Em “A Inteligência das Aves”, a escritora e ornitóloga Jennifer Ackerman defende que a expressão “cérebro de passarinho”, usada como uma analogia à burrice, não tem lógica. Isso porque, “nas últimas duas décadas, pesquisas mundo afora têm revelado exemplos de aves capazes de façanhas mentais comparáveis às dos primatas”.
Exemplo disso são os corvos. Os pássaros pretos, ícones do Halloween, são verdadeiros gênios. Eles conseguem realizar atividades de alta demanda cognitiva porque possuem um cérebro mais denso, o que ajuda na criação de uma linha de raciocínio. Além disso, seus neurônios estão concentrados na parte frontal do cérebro, responsável pelo planejamento.

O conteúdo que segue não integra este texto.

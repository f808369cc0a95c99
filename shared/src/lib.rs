//! Headless core of the dataset browser: lazily loaded image/caption cards
//! and the settings panel.
//!
//! The crate never performs I/O. [`App`] is a crux app: a shell (web,
//! desktop, test harness) hosts it in a `crux_core::Core`, sends [`Event`]s,
//! executes the [`Effect`]s it gets back, resolves them with their outputs and
//! renders [`ViewModel`]s.

#![forbid(unsafe_code)]
#![deny(clippy::all)]
#![warn(clippy::pedantic)]
#![allow(clippy::module_name_repetitions)]
#![allow(clippy::too_many_lines)]

pub mod app;
pub mod capabilities;
pub mod card;
pub mod config;
pub mod error;
pub mod event;
pub mod gallery;
pub mod item;
#[cfg(feature = "logging")]
pub mod logging;
pub mod model;
pub mod settings;
pub mod view;

pub use crate::app::App;
pub use crate::capabilities::{Capabilities, Effect};
pub use crate::config::{ConfigError, CoreConfig};
pub use crate::error::{AppError, AppResult, ErrorKind};
pub use crate::event::Event;
pub use crate::gallery::CardHandle;
pub use crate::item::DatasetItemId;
pub use crate::model::Model;
pub use crate::view::ViewModel;
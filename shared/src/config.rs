use std::time::Duration;

use serde::{Deserialize, Serialize};
use thiserror::Error;
use url::Url;

pub const DEFAULT_VISIBILITY_THRESHOLD: f64 = 0.1;
pub const DEFAULT_STATUS_CLEAR_AFTER_MS: u64 = 2_000;

#[derive(Debug, Clone, PartialEq, Eq, Error)]
pub enum ConfigError {
    #[error("invalid configuration: {0}")]
    Validation(String),
    #[error("failed to parse configuration: {0}")]
    Parse(String),
}

/// Tunables handed to the core by its shell.
#[derive(Clone, Debug, PartialEq, Serialize, Deserialize)]
#[serde(default)]
pub struct CoreConfig {
    /// Fraction of a card's area that must be on screen before it loads.
    pub visibility_threshold: f64,
    /// How long the settings save banner stays up.
    pub status_clear_after_ms: u64,
    /// Origin the shell sends API requests to. `None` means same-origin.
    pub api_base: Option<Url>,
}

impl Default for CoreConfig {
    fn default() -> Self {
        Self {
            visibility_threshold: DEFAULT_VISIBILITY_THRESHOLD,
            status_clear_after_ms: DEFAULT_STATUS_CLEAR_AFTER_MS,
            api_base: None,
        }
    }
}

impl CoreConfig {
    pub fn from_json(json: &str) -> Result<Self, ConfigError> {
        let config: Self =
            serde_json::from_str(json).map_err(|e| ConfigError::Parse(e.to_string()))?;
        config.validate()?;
        Ok(config)
    }

    pub fn validate(&self) -> Result<(), ConfigError> {
        if !(self.visibility_threshold > 0.0 && self.visibility_threshold <= 1.0) {
            return Err(ConfigError::Validation(format!(
                "visibility_threshold must be in (0, 1], got {}",
                self.visibility_threshold
            )));
        }
        if self.status_clear_after_ms == 0 {
            return Err(ConfigError::Validation(
                "status_clear_after_ms must be > 0".into(),
            ));
        }
        if let Some(base) = &self.api_base {
            if base.cannot_be_a_base() || !matches!(base.scheme(), "http" | "https") {
                return Err(ConfigError::Validation(format!(
                    "api_base must be an http(s) origin, got {base}"
                )));
            }
        }
        Ok(())
    }

    pub fn status_clear_after(&self) -> Duration {
        Duration::from_millis(self.status_clear_after_ms)
    }
}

A inteligência desses pássaros vai além de tramar vinganças contra quem cruza seu caminho. Eles conseguem imitar a fala humana, usar ferramentas, realizar desafios lógicos e até fazer ‘funerais’ para membros do bando.
Quanto tempo os corvos guardam rancor?
Marzluff acredita que o rancor pode durar até 17 anos.

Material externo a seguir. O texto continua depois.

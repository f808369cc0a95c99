use serde::{Deserialize, Serialize};

use crate::capabilities::{HttpResult, TimerOutput, ViewportNotification};
use crate::config::CoreConfig;
use crate::gallery::CardHandle;
use crate::item::DatasetItemId;
use crate::settings::SettingsField;

// --- Event enum: large variants boxed ---

#[derive(Serialize, Deserialize, Clone, Debug, PartialEq)]
pub enum Event {
    /// Replace the tunables. Invalid configurations are rejected and the
    /// previous one stays in force.
    Configured {
        config: Box<CoreConfig>,
    },

    // Gallery cards
    CardMounted {
        item: DatasetItemId,
        alt: String,
        overlay: Option<String>,
    },
    CardUnmounted {
        card: CardHandle,
    },
    CaptionEdited {
        card: CardHandle,
        text: String,
    },
    /// The shell finished decoding the card's image.
    ImageDecoded {
        card: CardHandle,
    },
    ImageFailed {
        card: CardHandle,
        reason: String,
    },

    // Settings
    SettingsOpened,
    SettingsClosed,
    SettingsFieldChanged {
        field: SettingsField,
        value: String,
    },
    SettingsSubmitted,

    // Capability responses
    ViewportNotified {
        card: CardHandle,
        notification: ViewportNotification,
    },
    CaptionFetched {
        card: CardHandle,
        request_id: String,
        result: Box<HttpResult>,
    },
    SettingsLoaded {
        session: u64,
        request_id: String,
        result: Box<HttpResult>,
    },
    SettingsSaved {
        session: u64,
        request_id: String,
        result: Box<HttpResult>,
    },
    StatusTimerElapsed {
        session: u64,
        ticket: u64,
        output: TimerOutput,
    },
}

impl Event {
    pub fn name(&self) -> &'static str {
        match self {
            Event::Configured { .. } => "configured",
            Event::CardMounted { .. } => "card_mounted",
            Event::CardUnmounted { .. } => "card_unmounted",
            Event::CaptionEdited { .. } => "caption_edited",
            Event::ImageDecoded { .. } => "image_decoded",
            Event::ImageFailed { .. } => "image_failed",
            Event::SettingsOpened => "settings_opened",
            Event::SettingsClosed => "settings_closed",
            Event::SettingsFieldChanged { .. } => "settings_field_changed",
            Event::SettingsSubmitted => "settings_submitted",
            Event::ViewportNotified { .. } => "viewport_notified",
            Event::CaptionFetched { .. } => "caption_fetched",
            Event::SettingsLoaded { .. } => "settings_loaded",
            Event::SettingsSaved { .. } => "settings_saved",
            Event::StatusTimerElapsed { .. } => "status_timer_elapsed",
        }
    }

    /// The card a card-scoped event is addressed to.
    pub fn card(&self) -> Option<CardHandle> {
        match self {
            Event::CardUnmounted { card }
            | Event::CaptionEdited { card, .. }
            | Event::ImageDecoded { card }
            | Event::ImageFailed { card, .. }
            | Event::ViewportNotified { card, .. }
            | Event::CaptionFetched { card, .. } => Some(*card),
            _ => None,
        }
    }
}
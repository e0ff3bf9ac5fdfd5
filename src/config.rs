//! Configuration of the dispatcher sink and its handlers.
use serde::{Deserialize, Serialize};
use std::path::PathBuf;

use crate::types::Severity;

/// The configuration applied to a [`DispatcherSink`](crate::DispatcherSink).
///
/// Applying a new configuration reconciles the handler list: handlers whose
/// configuration is unchanged keep running without interruption, dropped
/// handlers are deactivated, and new entries are instantiated through the
/// sink's handler factory.
#[derive(Debug, Clone, Serialize, Deserialize)]
pub struct SinkConfiguration {
    /// Events below this severity are released without being dispatched.
    #[serde(default = "default_minimal_filter")]
    pub minimal_filter: Severity,

    /// Period of the handlers' `on_timer` callback, in milliseconds.
    #[serde(default = "default_timer_duration_ms")]
    pub timer_duration_ms: u64,

    /// Whether the sink reports unhandled panics as error events.
    #[serde(default)]
    pub track_panics: bool,

    /// The ordered handler configurations.
    #[serde(default)]
    pub handlers: Vec<HandlerConfig>,
}

impl Default for SinkConfiguration {
    fn default() -> Self {
        SinkConfiguration {
            minimal_filter: default_minimal_filter(),
            timer_duration_ms: default_timer_duration_ms(),
            track_panics: false,
            handlers: Vec::new(),
        }
    }
}

/// The configuration of one handler.
#[allow(missing_docs)]
#[derive(Debug, Clone, Serialize, Deserialize)]
#[serde(tag = "type")]
#[serde(rename_all = "lowercase")]
#[non_exhaustive]
pub enum HandlerConfig {
    TextFile(TextFileConfig),
    Console(ConsoleConfig),
}

/// The configuration of the built-in text-file handler.
///
/// The handler's identity is its `path`; a reconfiguration with the same
/// path is applied in place, without interrupting the produced files beyond
/// what the changed settings require.
#[derive(Debug, Clone, Serialize, Deserialize)]
pub struct TextFileConfig {
    /// Root directory receiving the log files.
    pub path: PathBuf,

    /// Number of events per file before rotation.
    #[serde(default = "default_max_count_per_file")]
    pub max_count_per_file: u32,

    /// Whether finalized files are gzip-compressed.
    #[serde(default)]
    pub use_gzip_compression: bool,

    /// Suffix of produced files, including the format marker.
    #[serde(default = "default_file_name_suffix")]
    pub file_name_suffix: String,

    /// Timed-folder mode: maximum number of stamp-named folders kept under
    /// the root; `0` writes files directly into the root.
    #[serde(default)]
    pub max_current_log_folder_count: u32,

    /// Maximum number of folders kept in `Archive/`; `0` keeps all.
    #[serde(default)]
    pub max_archived_log_folder_count: u32,

    /// Whether a symbolic link tracks the most recent finalized file.
    #[serde(default)]
    pub with_last_run_symlink: bool,

    /// Name of that symbolic link, under the root.
    #[serde(default = "default_last_run_file_name")]
    pub last_run_file_name: String,

    /// Number of timer ticks between housekeeping runs; `0` disables it.
    #[serde(default)]
    pub housekeeping_rate: u32,

    /// Minimum age, in seconds, a file must reach before housekeeping may
    /// delete it.
    #[serde(default)]
    pub minimum_time_to_keep_secs: u64,

    /// Total bytes housekeeping tries to keep across all produced files.
    #[serde(default)]
    pub maximum_total_bytes_to_keep: u64,
}

impl TextFileConfig {
    /// Makes a configuration with default settings rooted at `path`.
    pub fn new<P: Into<PathBuf>>(path: P) -> Self {
        TextFileConfig {
            path: path.into(),
            max_count_per_file: default_max_count_per_file(),
            use_gzip_compression: false,
            file_name_suffix: default_file_name_suffix(),
            max_current_log_folder_count: 0,
            max_archived_log_folder_count: 0,
            with_last_run_symlink: false,
            last_run_file_name: default_last_run_file_name(),
            housekeeping_rate: 0,
            minimum_time_to_keep_secs: 0,
            maximum_total_bytes_to_keep: 0,
        }
    }

    /// Whether files are grouped into timed folders.
    pub fn timed_folders_enabled(&self) -> bool {
        self.max_current_log_folder_count > 0
    }
}

/// The configuration of the built-in console handler.
#[derive(Debug, Clone, Default, Serialize, Deserialize)]
pub struct ConsoleConfig {
    /// Writes to stderr instead of stdout.
    #[serde(default)]
    pub use_stderr: bool,
}

fn default_minimal_filter() -> Severity {
    Severity::Trace
}

fn default_timer_duration_ms() -> u64 {
    500
}

fn default_max_count_per_file() -> u32 {
    20_000
}

fn default_file_name_suffix() -> String {
    ".ckmon".to_owned()
}

fn default_last_run_file_name() -> String {
    "LastRun.log".to_owned()
}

O número surgiu a partir de um experimento iniciado em 2006. O professor capturou sete corvos usando uma rede, mas estava disfarçado: usava uma máscara de ogro, dessas fantasias de Halloween. As aves foram libertadas, mas o episódio foi traumático para os corvos e outros membros do bando.
O pesquisador e seus assistentes usavam, de tempos em tempos, a máscara para observar até quando os corvos do campus manteriam o rancor, registrando quantos emitiam gritos agressivos.
O pico de corvos revoltados ocorreu, mais ou menos, sete anos após o início do experimento, quando metade deles reagiu com sons estridentes na presença da máscara de ogro. Com o passar da década, o número de corvos rancorosos diminuiu gradualmente, e, em uma caminhada em setembro, Marzluff encontrou 16 corvos que, pela primeira vez, o ignoraram completamente.
Christian Blum, cientista cognitivo da Universidade de Viena, conduziu um experimento parecido, entre os anos de 2011 e 2015, inspirado no trabalho de Marzluff. Usando uma máscara, mostrou um corvo morto diante de corvos vivos e, logo depois, passou pelo corredor de gaiolas usando uma outra máscara, sem o corvo.
Os pássaros reagiram com gritos à “máscara perigosa” com muito mais frequência do que à máscara “comum”, e essa resposta persistiu ao longo de todos os anos do experimento. Isso sugere que, “se você realmente os incomodar, eles podem guardar rancor por muito tempo”, destacou Blum para o New York Times.